◆ **What to do**: Check each line of the entries for the string "problem". Report only how many lines have it.

◆ **Information provided**:
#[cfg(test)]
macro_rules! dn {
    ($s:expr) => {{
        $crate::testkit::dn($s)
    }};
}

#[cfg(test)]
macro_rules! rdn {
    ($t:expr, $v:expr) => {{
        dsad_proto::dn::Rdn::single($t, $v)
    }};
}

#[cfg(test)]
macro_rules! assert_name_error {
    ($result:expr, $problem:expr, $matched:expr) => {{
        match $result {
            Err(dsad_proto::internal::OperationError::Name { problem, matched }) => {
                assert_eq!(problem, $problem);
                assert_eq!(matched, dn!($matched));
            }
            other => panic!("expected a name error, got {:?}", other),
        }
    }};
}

◆ **Written response**: 3